We allow crime into our midst

Editorial

A BRAVE young teacher at an international school in Port Moresby was brutally assaulted and raped many years back now.
She had been wed for just a month.
Returning from her native Australia where she had received medical treatment, the brave woman fought for justice alone and identified all her attackers, packing them all to jail.
Then she went to a journalist and recounted her ordeal, ending the interview with these comments: “99 per cent of Papua New Guineans are very good people.
Only 1 per cent of them are evil.
The tragedy is that the 99 per cent allow themselves to be terrorised by the one per cent.”
And there you have it, the biggest truth behind PNG’s high crime.
There is another more recent story of another brave woman.
She had been undergoing sexual harassment for some time in her work place.
The perpetrator was her superior.
She was not alone in this.
This was a serial harasser and most women were subjected to the treatment in this particular work place.
Eventually our brave soul took the matter to court but many of those other women did not join a fight and others actually joined the side of the harasser.
The case was won and a few of those who went against the action benefited from the victory by promotions in their various positions.
There is that lesson again: Do not be a bystander or avert your eyes to crime, whatever its form.
How many times do Papua New Guineans stand by while a crime is committed right before their eyes?
A Goroka young man heard the plaintive cry of a young woman outside his home one night and rushed to rescue her from her attackers who were in the process of sexually assaulting her.
He completed the rescue at much cost to himself and he landed in hospital.
Hearing about this, Sir Julius Chan had the young man flown to Port Moresby and he was rewarded and recognised for this bravery.
A young Bougainvillean saw two drunks harassing a fellow Buka woman across the Waigani bus stop in Port Moresby, well within eye and earshot of officers at the police station there.
The bus stop was crowded with onlookers who chose to be on-lookers that day as usual.
The young Bougainvillean lad took it upon himself to advise the drunks to kindly leave the young woman alone, that she could be their sister, that she was not minding their business.

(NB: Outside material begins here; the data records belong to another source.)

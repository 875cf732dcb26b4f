// Copyright 2014-2017 The arbor Project Developers. See the
// COPYRIGHT file at the top-level directory of this distribution.
//
// Licensed under the Apache License, Version 2.0 <LICENSE-APACHE or
// http://www.apache.org/licenses/LICENSE-2.0> or the MIT license
// <LICENSE-MIT or http://opensource.org/licenses/MIT>, at your
// option. This file may not be copied, modified, or distributed
// except according to those terms.

//! The tokenizer's state space.
//!
//! The tokenization chapter of the HTML standard defines roughly seventy
//! states. Many of them come in families that differ only in which kind of
//! raw data is being consumed, or which DOCTYPE identifier is being read, so
//! the [`State`] enum folds each family into one variant with a parameter.
//! The flattened enum below is what the tree builder sets when it needs to
//! steer tokenization (RCDATA for `<title>`, PLAINTEXT, and so on).
//!
//! Exposed publicly so fragment parsing and the tests can name an initial
//! state; nothing else should need to.

pub use self::DoctypeId::*;
pub use self::RawKind::*;
pub use self::State::*;

/// Which flavor of raw data the raw-text state family is consuming.
///
/// RCDATA still expands character references; RAWTEXT and script data do
/// not. The two escaped kinds cover the comment-looking constructs inside
/// `<script>` that exist so that a script may contain `"</script>"` inside
/// `<!-- -->` without ending the element.
#[derive(PartialEq, Eq, PartialOrd, Ord, Copy, Clone, Hash, Debug)]
pub enum RawKind {
    Rcdata,
    Rawtext,
    ScriptData,
    ScriptDataEscaped,
    ScriptDataDoubleEscaped,
}

/// Which DOCTYPE identifier a DOCTYPE state is accumulating.
#[derive(PartialEq, Eq, PartialOrd, Ord, Copy, Clone, Hash, Debug)]
pub enum DoctypeId {
    Public,
    System,
}

/// One state of the tokenizer's machine. Names follow the standard's
/// state names, with the family folding described in the module docs.
#[derive(PartialEq, Eq, PartialOrd, Ord, Copy, Clone, Hash, Debug)]
pub enum State {
    // Ordinary content.
    Data,
    Plaintext,

    // Tags.
    TagOpen,
    EndTagOpen,
    TagName,
    BeforeAttributeName,
    AttributeName,
    AfterAttributeName,
    BeforeAttributeValue,
    AttributeValueDoubleQuoted,
    AttributeValueSingleQuoted,
    AttributeValueUnquoted,
    AfterAttributeValueQuoted,
    SelfClosingStartTag,

    // Raw data of all kinds, and the end-tag lookalikes inside it. The
    // less-than / end-tag-open / end-tag-name trio remembers which kind of
    // raw data to fall back to when the "tag" turns out to be text.
    RawText(RawKind),
    RawLessThanSign(RawKind),
    RawEndTagOpen(RawKind),
    RawEndTagName(RawKind),

    // The script-data escape dance. The `Dash` states are shared by the
    // escaped and double-escaped kinds.
    ScriptDataEscapeStart,
    ScriptDataEscapeStartDash,
    ScriptDataEscapedDash(RawKind),
    ScriptDataEscapedDashDash(RawKind),
    ScriptDataDoubleEscapeStart,
    ScriptDataDoubleEscapeEnd,

    // Markup declarations: comments...
    MarkupDeclarationOpen,
    BogusComment,
    CommentStart,
    CommentStartDash,
    Comment,
    CommentLessThanSign,
    CommentLessThanSignBang,
    CommentLessThanSignBangDash,
    CommentLessThanSignBangDashDash,
    CommentEndDash,
    CommentEnd,
    CommentEndBang,

    // ...DOCTYPEs...
    Doctype,
    BeforeDoctypeName,
    DoctypeName,
    AfterDoctypeName,
    AfterDoctypeKeyword(DoctypeId),
    BeforeDoctypeId(DoctypeId),
    DoctypeIdDoubleQuoted(DoctypeId),
    DoctypeIdSingleQuoted(DoctypeId),
    AfterDoctypeId(DoctypeId),
    BetweenDoctypeIds,
    BogusDoctype,

    // ...and CDATA sections, reachable only in foreign content.
    CdataSection,
    CdataSectionBracket,
    CdataSectionEnd,
}
impl<'i> Parser<'i> {
    pub(super) fn new(input: &'i str) -> Parser<'i> {
        Parser {
            input,
            chars: input.chars().collect(),
            pos: 0,
        }
    }

    fn error(&self, message: impl Into<String>) -> SelectorParseError {
        SelectorParseError {
            message: message.into(),
            location: self.pos,
            input: self.input.to_string(),
        }
    }

    fn peek(&self) -> Option<char> {
        self.chars.get(self.pos).copied()
    }

    fn bump(&mut self) -> Option<char> {
        let c = self.peek()?;
        self.pos += 1;
        Some(c)
    }

    fn eat(&mut self, c: char) -> bool {
        if self.peek() == Some(c) {
            self.pos += 1;
            true
        } else {
            false
        }
    }

    fn skip_whitespace(&mut self) -> bool {
        let start = self.pos;
        while self.peek().is_some_and(is_css_whitespace) {
            self.pos += 1;
        }
        self.pos != start
    }

    fn is_ident_start(c: char) -> bool {
        c.is_ascii_alphabetic() || c == '_' || !c.is_ascii()
    }

    fn is_ident_char(c: char) -> bool {
        Self::is_ident_start(c) || c.is_ascii_digit() || c == '-'
    }

    fn parse_identifier(&mut self) -> Result<String, SelectorParseError> {
        let start = self.pos;
        if self.peek() == Some('-') {
            self.pos += 1;
        }
        match self.peek() {
            Some(c) if Self::is_ident_start(c) => (),
            _ => {
                self.pos = start;
                return Err(self.error("expected identifier"));
            },
        }
        let mut out = String::new();
        if start != self.pos {
            out.push('-');
        }
        while let Some(c) = self.peek() {
            if Self::is_ident_char(c) {
                out.push(c);
                self.pos += 1;
            } else {
                break;
            }
        }
        Ok(out)
    }

    fn parse_string(&mut self, quote: char) -> Result<String, SelectorParseError> {
        debug_assert!(self.peek() == Some(quote));
        self.pos += 1;
        let mut out = String::new();
        loop {
            match self.bump() {
                None => return Err(self.error("unterminated string")),
                Some(c) if c == quote => return Ok(out),
                Some('\\') => match self.bump() {
                    None => return Err(self.error("unterminated string")),
                    Some(c) => out.push(c),
                },
                Some(c) => out.push(c),
            }
        }
    }

    /// selector-list: complex (',' complex)*
    pub(super) fn parse_selector_list(
        &mut self,
    ) -> Result<Vec<ComplexSelector>, SelectorParseError> {
        let mut groups = Vec::new();
        loop {
            groups.push(self.parse_complex_selector()?);
            self.skip_whitespace();
            if !self.eat(',') {
                break;
            }
        }
        Ok(groups)
    }

    /// Like `parse_selector_list`, but for the argument of `:not()`: stops
    /// before a closing parenthesis instead of consuming it.
    fn parse_inner_selector_list(&mut self) -> Result<Vec<ComplexSelector>, SelectorParseError> {
        self.parse_selector_list()
    }

    fn parse_complex_selector(&mut self) -> Result<ComplexSelector, SelectorParseError> {
        self.skip_whitespace();
        let mut head = self.parse_compound_selector()?;
        let mut ancestors = Vec::new();

        loop {
            let had_space = self.skip_whitespace();
            let combinator = match self.peek() {
                Some('>') => {
                    self.pos += 1;
                    Some(Combinator::Child)
                },
                Some('+') => {
                    self.pos += 1;
                    Some(Combinator::NextSibling)
                },
                Some('~') => {
                    self.pos += 1;
                    Some(Combinator::LaterSibling)
                },
                Some(c) if had_space && c != ',' && c != ')' => Some(Combinator::Descendant),
                _ => None,
            };

            let Some(combinator) = combinator else {
                break;
            };

            self.skip_whitespace();
            let next = self.parse_compound_selector()?;
            ancestors.push((combinator, std::mem::replace(&mut head, next)));
        }

        // The matcher wants the compounds right-to-left: the head is the
        // subject of the selector, and each entry pairs a combinator with
        // the compound on its left.
        ancestors.reverse();

        Ok(ComplexSelector { head, ancestors })
    }

    fn parse_compound_selector(&mut self) -> Result<CompoundSelector, SelectorParseError> {
        let mut components = Vec::new();

        // Optional type or universal selector, which must come first.
        match self.peek() {
            Some('*') => {
                self.pos += 1;
                components.push(SimpleSelector::Universal);
            },
            Some(c) if Parser::is_ident_start(c) || c == '-' => {
                let name = self.parse_identifier()?;
                components.push(SimpleSelector::LocalName(name.to_ascii_lowercase()));
            },
            _ => (),
        }

        loop {
            match self.peek() {
                Some('#') => {
                    self.pos += 1;
                    let mut id = String::new();
                    while let Some(c) = self.peek() {
                        if Parser::is_ident_char(c) {
                            id.push(c);
                            self.pos += 1;
                        } else {
                            break;
                        }
                    }
                    if id.is_empty() {
                        return Err(self.error("expected id after '#'"));
                    }
                    components.push(SimpleSelector::Id(id));
                },

                Some('.') => {
                    self.pos += 1;
                    let class = self.parse_identifier()?;
                    components.push(SimpleSelector::Class(class));
                },

                Some('[') => {
                    components.push(self.parse_attribute_selector()?);
                },

                Some(':') => {
                    components.push(self.parse_pseudo_class()?);
                },

                _ => break,
            }
        }

        if components.is_empty() {
            return Err(self.error("expected selector"));
        }

        Ok(CompoundSelector { components })
    }

    fn parse_attribute_selector(&mut self) -> Result<SimpleSelector, SelectorParseError> {
        debug_assert!(self.peek() == Some('['));
        self.pos += 1;
        self.skip_whitespace();
        let name = self.parse_identifier()?.to_ascii_lowercase();
        self.skip_whitespace();

        let op = match self.peek() {
            Some(']') => {
                self.pos += 1;
                return Ok(SimpleSelector::Attr {
                    name,
                    op: AttrOp::Exists,
                });
            },
            Some('=') => {
                self.pos += 1;
                AttrOp::Equals(String::new())
            },
            Some(c @ ('~' | '|' | '^' | '$' | '*')) => {
                self.pos += 1;
                if !self.eat('=') {
                    return Err(self.error("expected '=' in attribute selector"));
                }
                match c {
                    '~' => AttrOp::Includes(String::new()),
                    '|' => AttrOp::DashMatch(String::new()),
                    '^' => AttrOp::Prefix(String::new()),
                    '$' => AttrOp::Suffix(String::new()),
                    '*' => AttrOp::Substring(String::new()),
                    _ => unreachable!(),
                }
            },
            _ => return Err(self.error("expected ']' or attribute operator")),
        };

        self.skip_whitespace();
        let value = match self.peek() {
            Some(q @ ('"' | '\'')) => self.parse_string(q)?,
            _ => self.parse_identifier()?,
        };
        self.skip_whitespace();
        if !self.eat(']') {
            return Err(self.error("expected ']'"));
        }

        let op = match op {
            AttrOp::Equals(_) => AttrOp::Equals(value),
            AttrOp::Includes(_) => AttrOp::Includes(value),
            AttrOp::DashMatch(_) => AttrOp::DashMatch(value),
            AttrOp::Prefix(_) => AttrOp::Prefix(value),
            AttrOp::Suffix(_) => AttrOp::Suffix(value),
            AttrOp::Substring(_) => AttrOp::Substring(value),
            AttrOp::Exists => unreachable!(),
        };

        Ok(SimpleSelector::Attr { name, op })
    }

    fn parse_pseudo_class(&mut self) -> Result<SimpleSelector, SelectorParseError> {
        debug_assert!(self.peek() == Some(':'));
        self.pos += 1;
        if self.peek() == Some(':') {
            return Err(self.error("pseudo-elements are not supported"));
        }
        let name_location = self.pos;
        let name = self.parse_identifier()?.to_ascii_lowercase();

        let pseudo = match &*name {
            "root" => PseudoClass::Root,
            "empty" => PseudoClass::Empty,
            "first-child" => PseudoClass::FirstChild,
            "last-child" => PseudoClass::LastChild,
            "only-child" => PseudoClass::OnlyChild,
            "first-of-type" => PseudoClass::FirstOfType,
            "last-of-type" => PseudoClass::LastOfType,
            "only-of-type" => PseudoClass::OnlyOfType,
            "enabled" => PseudoClass::Enabled,
            "disabled" => PseudoClass::Disabled,
            "checked" => PseudoClass::Checked,

            "nth-child" | "nth-last-child" | "nth-of-type" | "nth-last-of-type" => {
                if !self.eat('(') {
                    return Err(self.error("expected '(' after pseudo-class"));
                }
                let arg_start = self.pos;
                let mut arg = String::new();
                loop {
                    match self.peek() {
                        None => return Err(self.error("unterminated pseudo-class argument")),
                        Some(')') => {
                            self.pos += 1;
                            break;
                        },
                        Some(c) => {
                            arg.push(c);
                            self.pos += 1;
                        },
                    }
                }
                let Some(nth) = NthExpr::parse(&arg) else {
                    return Err(SelectorParseError {
                        message: format!("invalid nth expression {arg:?}"),
                        location: arg_start,
                        input: self.input.to_string(),
                    });
                };
                match &*name {
                    "nth-child" => PseudoClass::NthChild(nth),
                    "nth-last-child" => PseudoClass::NthLastChild(nth),
                    "nth-of-type" => PseudoClass::NthOfType(nth),
                    "nth-last-of-type" => PseudoClass::NthLastOfType(nth),
                    _ => unreachable!(),
                }
            },

            "not" => {
                if !self.eat('(') {
                    return Err(self.error("expected '(' after :not"));
                }
                let groups = self.parse_inner_selector_list()?;
                self.skip_whitespace();
                if !self.eat(')') {
                    return Err(self.error("expected ')'"));
                }
                PseudoClass::Not(Box::new(Selector::from_groups(String::new(), groups)))
            },

            "link" | "visited" | "active" | "hover" | "focus" | "target" | "lang" | "dir" => {
                return Err(SelectorParseError {
                    message: format!(":{name} is not supported"),
                    location: name_location,
                    input: self.input.to_string(),
                });
            },

            _ => {
                return Err(SelectorParseError {
                    message: format!("unknown pseudo-class :{name}"),
                    location: name_location,
                    input: self.input.to_string(),
                });
            },
        };

        Ok(SimpleSelector::Pseudo(pseudo))
    }

    pub(super) fn at_end(&self) -> bool {
        self.pos >= self.chars.len()
    }

    pub(super) fn error_here(&self, message: impl Into<String>) -> SelectorParseError {
        self.error(message)
    }
}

The first drunk turned on him and asked him what business he had with the girl and said something else too vulgar to repeat.
The Bougainvillean lad advanced two steps and BANG! That drunk was out for the count for the day.

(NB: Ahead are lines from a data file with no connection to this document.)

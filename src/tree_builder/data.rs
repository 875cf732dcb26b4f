// Copyright 2014-2017 The arbor Project Developers. See the
// COPYRIGHT file at the top-level directory of this distribution.
//
// Licensed under the Apache License, Version 2.0 <LICENSE-APACHE or
// http://www.apache.org/licenses/LICENSE-2.0> or the MIT license
// <LICENSE-MIT or http://opensource.org/licenses/MIT>, at your
// option. This file may not be copied, modified, or distributed
// except according to those terms.

use crate::interface::QuirksMode::{self, LimitedQuirks, NoQuirks, Quirks};
use crate::tokenizer::Doctype;

use tendril::StrTendril;

// These should all be lowercase, for ASCII-case-insensitive matching.
static QUIRKY_PUBLIC_PREFIXES: &[&str] = &[
    "-//advasoft ltd//dtd html 3.0 aswedit + extensions//",
    "-//as//dtd html 3.0 aswedit + extensions//",
    "-//ietf//dtd html 2.0 level 1//",
    "-//ietf//dtd html 2.0 level 2//",
    "-//ietf//dtd html 2.0 strict level 1//",
    "-//ietf//dtd html 2.0 strict level 2//",
    "-//ietf//dtd html 2.0 strict//",
    "-//ietf//dtd html 2.0//",
    "-//ietf//dtd html 2.1e//",
    "-//ietf//dtd html 3.0//",
    "-//ietf//dtd html 3.2 final//",
    "-//ietf//dtd html 3.2//",
    "-//ietf//dtd html 3//",
    "-//ietf//dtd html level 0//",
    "-//ietf//dtd html level 1//",
    "-//ietf//dtd html level 2//",
    "-//ietf//dtd html level 3//",
    "-//ietf//dtd html strict level 0//",
    "-//ietf//dtd html strict level 1//",
    "-//ietf//dtd html strict level 2//",
    "-//ietf//dtd html strict level 3//",
    "-//ietf//dtd html strict//",
    "-//ietf//dtd html//",
    "-//metrius//dtd metrius presentational//",
    "-//microsoft//dtd internet explorer 2.0 html strict//",
    "-//microsoft//dtd internet explorer 2.0 html//",
    "-//microsoft//dtd internet explorer 2.0 tables//",
    "-//microsoft//dtd internet explorer 3.0 html strict//",
    "-//microsoft//dtd internet explorer 3.0 html//",
    "-//microsoft//dtd internet explorer 3.0 tables//",
    "-//netscape comm. corp.//dtd html//",
    "-//netscape comm. corp.//dtd strict html//",
    "-//o'reilly and associates//dtd html 2.0//",
    "-//o'reilly and associates//dtd html extended 1.0//",
    "-//o'reilly and associates//dtd html extended relaxed 1.0//",
    "-//softquad software//dtd hotmetal pro 6.0::19990601::extensions to html 4.0//",
    "-//softquad//dtd hotmetal pro 4.0::19971010::extensions to html 4.0//",
    "-//spyglass//dtd html 2.0 extended//",
    "-//sq//dtd html 2.0 hotmetal + extensions//",
    "-//sun microsystems corp.//dtd hotjava html//",
    "-//sun microsystems corp.//dtd hotjava strict html//",
    "-//w3c//dtd html 3 1995-03-24//",
    "-//w3c//dtd html 3.2 draft//",
    "-//w3c//dtd html 3.2 final//",
    "-//w3c//dtd html 3.2//",
    "-//w3c//dtd html 3.2s draft//",
    "-//w3c//dtd html 4.0 frameset//",
    "-//w3c//dtd html 4.0 transitional//",
    "-//w3c//dtd html experimental 19960712//",
    "-//w3c//dtd html experimental 970421//",
    "-//w3c//dtd w3 html//",
    "-//w3o//dtd w3 html 3.0//",
    "-//webtechs//dtd mozilla html 2.0//",
    "-//webtechs//dtd mozilla html//",
];

static QUIRKY_PUBLIC_MATCHES: &[&str] = &[
    "-//w3o//dtd w3 html strict 3.0//en//",
    "-/w3c/dtd html 4.0 transitional/en",
    "html",
];

static QUIRKY_SYSTEM_MATCHES: &[&str] =
    &["http://www.ibm.com/data/dtd/v11/ibmxhtml1-transitional.dtd"];

static LIMITED_QUIRKY_PUBLIC_PREFIXES: &[&str] = &[
    "-//w3c//dtd xhtml 1.0 frameset//",
    "-//w3c//dtd xhtml 1.0 transitional//",
];

static HTML4_PUBLIC_PREFIXES: &[&str] = &[
    "-//w3c//dtd html 4.01 frameset//",
    "-//w3c//dtd html 4.01 transitional//",
];

pub(crate) fn doctype_error_and_quirks(
    doctype: &Doctype,
    iframe_srcdoc: bool,
) -> (bool, QuirksMode) {
    fn opt_string_as_slice(x: &Option<StrTendril>) -> Option<&str> {
        x.as_ref().map(|y| &y[..])
    }

    fn opt_to_ascii_lower(x: Option<&str>) -> Option<String> {
        x.map(|y| y.to_ascii_lowercase())
    }

    let name = opt_string_as_slice(&doctype.name);
    let public = opt_string_as_slice(&doctype.public_id);
    let system = opt_string_as_slice(&doctype.system_id);

    let err = !matches!(
        (name, public, system),
        (Some("html"), None, None)
            | (Some("html"), None, Some("about:legacy-compat"))
            | (Some("html"), Some("-//W3C//DTD HTML 4.0//EN"), None)
            | (
                Some("html"),
                Some("-//W3C//DTD HTML 4.0//EN"),
                Some("http://www.w3.org/TR/REC-html40/strict.dtd"),
            )
            | (Some("html"), Some("-//W3C//DTD HTML 4.01//EN"), None)
            | (
                Some("html"),
                Some("-//W3C//DTD HTML 4.01//EN"),
                Some("http://www.w3.org/TR/html4/strict.dtd"),
            )
            | (
                Some("html"),
                Some("-//W3C//DTD XHTML 1.0 Strict//EN"),
                Some("http://www.w3.org/TR/xhtml1/DTD/xhtml1-strict.dtd"),
            )
            | (
                Some("html"),
                Some("-//W3C//DTD XHTML 1.1//EN"),
                Some("http://www.w3.org/TR/xhtml11/DTD/xhtml11.dtd"),
            )
    );

    // FIXME: We could do something asymptotically faster here.
    // But there aren't many strings, and this happens at most once per parse.
    fn contains_pfx(haystack: &[&str], needle: &str) -> bool {
        haystack.iter().any(|&x| needle.starts_with(x))
    }

    // Quirks-mode matches are case-insensitive.
    let public = opt_to_ascii_lower(public);
    let system = opt_to_ascii_lower(system);

    let quirk = match (public.as_deref(), system.as_deref()) {
        _ if doctype.force_quirks => Quirks,
        _ if name != Some("html") => Quirks,

        _ if iframe_srcdoc => NoQuirks,

        (Some(ref p), _) if QUIRKY_PUBLIC_MATCHES.contains(p) => Quirks,
        (_, Some(ref s)) if QUIRKY_SYSTEM_MATCHES.contains(s) => Quirks,

        (Some(p), _) if contains_pfx(QUIRKY_PUBLIC_PREFIXES, p) => Quirks,
        (Some(p), _) if contains_pfx(LIMITED_QUIRKY_PUBLIC_PREFIXES, p) => LimitedQuirks,

        (Some(p), s) if contains_pfx(HTML4_PUBLIC_PREFIXES, p) => match s {
            None => Quirks,
            Some(_) => LimitedQuirks,
        },

        _ => NoQuirks,
    };

    (err, quirk)
}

He turned on the second but he fled across the bus stop, narrowly escaping being crushed to death by oncoming traffic.
The girl turned to thank her rescuer but he was long gone in the throng, his peace of mind established and his duty already performed.
Members of the crowd too had clearly had their show and went about their ways, never comprehending the powerful lesson displayed there.
The four true stories above give their own lessons more powerfully than any words we could supply.
Suffice it to say that crime exists in Papua New Guinea because the majority of us allow it.
Crime exists because we benefit from it.
Crime exists because we invite it.
Crime can be brought down by one brave soul standing against it. Think about what two or fifty or a hundred or a thousand or ten thousand could achieve if they stood together against crime.
Why, there would be no crime to speak of?